Removing stopwords means a process that removes common words from text data. This is done to improve the performance of natural language processing (NLP) tasks. Words like “and“, “is“ don’t add much value to the overall text or its meaning. Therefore, its important to remove such words from your data before analyzing.
Now we have a properly cleaned dataset ready to be analyzed.
from textblob import TextBlob
# Function to get sentiment score
def get_sentiment(text):
return TextBlob(text).sentiment.polarity
# Apply sentiment function
df["sentiment_score"] = df["cleaned_review"].apply(get_sentiment)
# Categorize as Positive, Negative, or Neutral
df["sentiment"] = df["sentiment_score"].apply(lambda x: "Positive" if x > 0 else ("Negative" if x < 0 else "Neutral"))
df.head()
TextBlob is a Python library that analyzes text. It's used for Natural Language Processing tasks and can help you understand a text's grammatical structure. One of the features of TextBlob is sentiment analysis, which we have used here.
Once the sentiment score is determined for each record in the dataset, its time to visualize the results.
import matplotlib.pyplot as plt
import seaborn as sns
plt.figure(figsize=(6,4))
sns.countplot(x=df["sentiment"], hue= df["sentiment"], palette="coolwarm", legend=False)
plt.title("Distribution of Sentiments in Movie Reviews")
plt.xlabel("Sentiment")
plt.ylabel("Count")
plt.show()
# Calculate review length
df["review_length"] = df["review"].apply(lambda x: len(x.split()))

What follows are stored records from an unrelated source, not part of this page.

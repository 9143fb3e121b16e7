//! User entity and role enumeration.

pub mod model;
pub mod role;

pub use model::{NewUser, User, UserUpdate};
pub use role::UserRole;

# Plot sentiment trends by review length
plt.figure(figsize=(10, 5))
sns.boxplot(x=df["sentiment"], y=df["review_length"], hue = df["sentiment"], palette="coolwarm", legend = False)
plt.xlabel("Sentiment")
plt.ylabel("Review Length (Word Count)")
plt.title("Sentiment Trend Across Review Length")
plt.show()
Above code aims to find a trend based on the review length.
Key Findings:
The dataset contained positive, negative and neutral reviews but most leaned towards positive or negative
The average length of negative reviews turned out be less than the average length of positive reviews.
GitHub Link:
https://github.com/isuri-balasooriya2/TheMathLab/tree/main/Sentiment_Analysis
Conclusion & Future Work:
The main objective of this project was to take a large dataset and prepare it for analysis. I have managed this by using re, nltk tokenization, nltk stopwords. I used NLP with build in modules in Python to analyze user reviews and derived a sentiment categorized as positive, negative and neutral.